Je m’en allais, les poings dans mes poches crevées ;
Mon paletot aussi devenait idéal ;
J’allais sous le ciel, Muse ! et j’étais ton féal ;
Oh ! là là ! que d’amours splendides j’ai rêvées !
 
Mon unique culotte avait un large trou.
— Petit Poucet rêveur, j’égrenais dans ma course
Des rimes. Mon auberge était à la Grande-Ourse ;
— Mes étoiles au ciel avaient un doux frou-frou.
 
Et je les écoutais, assis au bord des routes,
Ces bons soirs de septembre où je sentais des gouttes
De rosée à mon front, comme un vin de vigueur ;
 
Où, rimant au milieu des ombres fantastiques,
Comme des lyres, je tirais les élastiques
De mes souliers blessés, un pied près de mon cœur !

Arthur Rimbaud, Ma bohème

Introduction

Les premiers poèmes d’Arthur Rimbaud sont rassemblés dans le recueil des Carnets de Douai. Le jeune poète n’a que 16 ans lorsqu’il rédige ces textes, confiés à un ami, Demeny, et publiés à titre posthume en 1895. « Ma bohème » est l’un des poèmes les plus connus du recueil et l’un des plus achevés.
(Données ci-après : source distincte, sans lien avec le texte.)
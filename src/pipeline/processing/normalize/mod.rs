// Field normalization: ordered rewrite rules with a full change audit trail

pub mod rules;
pub mod service;

use chrono::{DateTime, Utc};
use serde::{Deserialize, Serialize};
use std::collections::BTreeMap;

use crate::domain::{Contact, ContactField};

pub use rules::{default_rules, NormalizationRule, RuleAction, RuleOutcome};
pub use service::NormalizationService;

/// Audit record for one field rewritten by one rule.
///
/// Only emitted when `normalized_value` differs from `original_value`.
#[derive(Debug, Clone, PartialEq, Serialize, Deserialize)]
#[serde(rename_all = "camelCase")]
pub struct NormalizationChange {
    pub contact_id: String,
    pub field: ContactField,
    pub original_value: String,
    pub normalized_value: String,
    pub rule_applied: String,
    pub timestamp: DateTime<Utc>,
}

/// A transform that a rule's validator refused
#[derive(Debug, Clone, PartialEq, Serialize, Deserialize)]
#[serde(rename_all = "camelCase")]
pub struct NormalizationRejection {
    pub contact_id: String,
    pub field: ContactField,
    pub value: String,
    pub rejected_value: String,
    pub rule: String,
    pub timestamp: DateTime<Utc>,
}

/// Result of running the rule list over one contact
#[derive(Debug, Clone, PartialEq)]
pub struct NormalizationOutcome {
    pub normalized: Contact,
    pub changes: Vec<NormalizationChange>,
    pub rejections: Vec<NormalizationRejection>,
}

/// Result of normalizing a list of contacts
#[derive(Debug, Clone)]
pub struct ContactsNormalization {
    pub normalized: Vec<Contact>,
    pub stats: NormalizationStats,
}

#[derive(Debug, Clone, Default, PartialEq, Serialize, Deserialize)]
#[serde(rename_all = "camelCase")]
pub struct ChangesByType {
    pub email: usize,
    pub phone: usize,
    pub first_name: usize,
    pub last_name: usize,
    pub company: usize,
    pub title: usize,
}

/// Aggregates derived from a change list; every counter is a projection of
/// `detailed_changes`.
#[derive(Debug, Clone, Default, PartialEq, Serialize, Deserialize)]
#[serde(rename_all = "camelCase")]
pub struct NormalizationStats {
    pub total_changes: usize,
    pub changes_by_field: BTreeMap<ContactField, usize>,
    pub changes_by_rule: BTreeMap<String, usize>,
    pub changes_by_type: ChangesByType,
    pub detailed_changes: Vec<NormalizationChange>,
    pub rejections: Vec<NormalizationRejection>,
}

impl NormalizationStats {
    pub fn from_changes<'a>(
        changes: impl IntoIterator<Item = &'a NormalizationChange>,
        rejections: impl IntoIterator<Item = &'a NormalizationRejection>,
    ) -> Self {
        let mut stats = Self::default();
        for change in changes {
            stats.record(change.clone());
        }
        stats.rejections.extend(rejections.into_iter().cloned());
        stats
    }

    pub fn record(&mut self, change: NormalizationChange) {
        self.total_changes += 1;
        *self.changes_by_field.entry(change.field).or_insert(0) += 1;
        *self
            .changes_by_rule
            .entry(change.rule_applied.clone())
            .or_insert(0) += 1;

        match change.field {
            ContactField::Email => self.changes_by_type.email += 1,
            ContactField::Phone => self.changes_by_type.phone += 1,
            ContactField::FirstName => self.changes_by_type.first_name += 1,
            ContactField::LastName => self.changes_by_type.last_name += 1,
            ContactField::Company => self.changes_by_type.company += 1,
            ContactField::Title => self.changes_by_type.title += 1,
            _ => {}
        }

        self.detailed_changes.push(change);
    }
}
Il reflète l’amour de la liberté qui s’exprime dans de nombreux textes de Rimbaud, mais aussi sa révolte contre les conventions et sa volonté de s’affranchir des règles de la poésie traditionnelle.
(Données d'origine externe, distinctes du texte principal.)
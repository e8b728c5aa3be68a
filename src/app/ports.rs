use async_trait::async_trait;

use crate::pipeline::batch::BatchProcessingResult;

/// Destination for the outcome of an import run
#[async_trait]
pub trait ImportOutputPort: Send + Sync {
    async fn write_result(&self, result: &BatchProcessingResult) -> anyhow::Result<()>;
}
Comment les choix poétiques reflètent-ils la recherche de la liberté ? C’est ce que nous verrons en examinant tout d’abord les caractéristiques de la bohème poétique. Nous nous pencherons ensuite sur la quête de liberté avant de montrer comment Rimbaud conteste les règles traditionnelles de la poésie.

I – La bohème poétique ou la revendication de la liberté

Le titre du poème fait référence à un phénomène littéraire apparu au milieu du XIXe siècle et caractérisé par la revendication d’un mode de vie libre. La bohème artistique s’oppose aux contraintes sociales, cultive la marginalité. Rimbaud se revendique de cette mouvance et de la vie de bohème, une forme d’errance inspirée des Tziganes, en marge des règles de la vie en société.

Une liberté effective

La liberté qu’évoque Rimbaud est tout d’abord réelle, effective et physique. Le premier vers revendique l’errance comme mode de vie : « je m’en allais ». On notera que l’évocation est au passé, ce qui suggère que le poète ne profite plus de cette forme de liberté au moment où il écrit. Les souvenirs positifs de l’errance donnent lieu à des regrets implicites.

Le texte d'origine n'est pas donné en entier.